Dis-ARM-ing flaw can cook your console

Xen has revealed details of bug CVE-2015-6654, which it warned about a couple of weeks back.

The good news is that this one is rather less nasty than the string of guest/host escapes it's reported lately thanks largely to leaks in QEMU. Another nice piece of news is that this time around the problem's also only on ARM-compatible silicon, so even fewer folk will need to reach for their patch-o-matics.

The bad news is that it's still a flaw and one that can create a denial of service attack on a Xen system.

“A malicious infrastructure domain, which is allowed to map memory of a foreign guest, would be able to flood the Xen console,” says the advice from the Xen Project about the bug.

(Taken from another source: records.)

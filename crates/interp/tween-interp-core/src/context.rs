//! Per-context compiled state shared by interpolators built in one graph.

use regex::Regex;
use tween_color_core::ColorParser;

/// Any decimal literal, with optional sign, fraction and exponent.
const NUMBER_SHAPE: &str = r"[+-]?(?:\d+\.?\d*|\.\d+)(?:[eE][+-]?\d+)?";

#[derive(Debug, Clone)]
pub struct InterpContext {
    colors: ColorParser,
    numbers: Regex,
}

impl Default for InterpContext {
    fn default() -> Self {
        Self::new()
    }
}

impl InterpContext {
    pub fn new() -> Self {
        InterpContext {
            colors: ColorParser::new(),
            numbers: Regex::new(NUMBER_SHAPE)
                .unwrap_or_else(|e| panic!("invalid number pattern {NUMBER_SHAPE}: {e}")),
        }
    }

    pub fn colors(&self) -> &ColorParser {
        &self.colors
    }

    pub(crate) fn numbers(&self) -> &Regex {
        &self.numbers
    }
}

“As a result, in a system designed to enhance security by radically disaggregating the management, the security may be reduced. But, the security will be no worse than a non-disaggregated design.”

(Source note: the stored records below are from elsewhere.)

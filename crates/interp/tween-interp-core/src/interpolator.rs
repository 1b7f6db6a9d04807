//! Config-driven interpolator used by interpolation nodes.

use tween_api_core::Value;

use crate::config::{InterpolationConfig, OutputRange};
use crate::context::InterpContext;
use crate::error::InterpError;
use crate::numeric::NumericInterpolator;
use crate::string::StringInterpolator;

#[derive(Clone, Debug, PartialEq)]
pub enum Interpolator {
    Numeric(NumericInterpolator),
    Text(StringInterpolator),
}

#[derive(Clone, Debug, PartialEq)]
pub enum Interpolated {
    Number(f64),
    Text(String),
}

impl From<Interpolated> for Value {
    fn from(i: Interpolated) -> Self {
        match i {
            Interpolated::Number(n) => Value::Number(n),
            Interpolated::Text(s) => Value::Text(s),
        }
    }
}

impl Interpolator {
    /// Validate `config` and compile it against `ctx`.
    pub fn new(config: &InterpolationConfig, ctx: &InterpContext) -> Result<Self, InterpError> {
        let easing = config.easing.clone().unwrap_or_default();
        let extrapolate = config.extrapolation();
        match &config.output_range {
            OutputRange::Numbers(out) => Ok(Interpolator::Numeric(NumericInterpolator::new(
                config.input_range.clone(),
                out.clone(),
                easing,
                extrapolate,
            )?)),
            OutputRange::Strings(out) => Ok(Interpolator::Text(StringInterpolator::new(
                ctx,
                config.input_range.clone(),
                out,
                easing,
                extrapolate,
            )?)),
        }
    }

    pub fn evaluate(&self, x: f64) -> Interpolated {
        match self {
            Interpolator::Numeric(f) => Interpolated::Number(f.evaluate(x)),
            Interpolator::Text(f) => Interpolated::Text(f.evaluate(x)),
        }
    }
}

Another little ray of sunshine comes from the fact that one mitigation is simply to reduce the hypervisor log level so that it sends fewer messages. With less logging, the chances of a DoS fall.

Here comes a little grey cloud: “Switching from disaggregated to a non-disaggregated operation does NOT mitigate these vulnerabilities. Rather, it simply recategorises the vulnerability to hostile management code, regarding it 'as designed'; thus it merely reclassifies these issues as 'not a bug'.”

“Users and vendors of disaggregated systems should not change their configuration.”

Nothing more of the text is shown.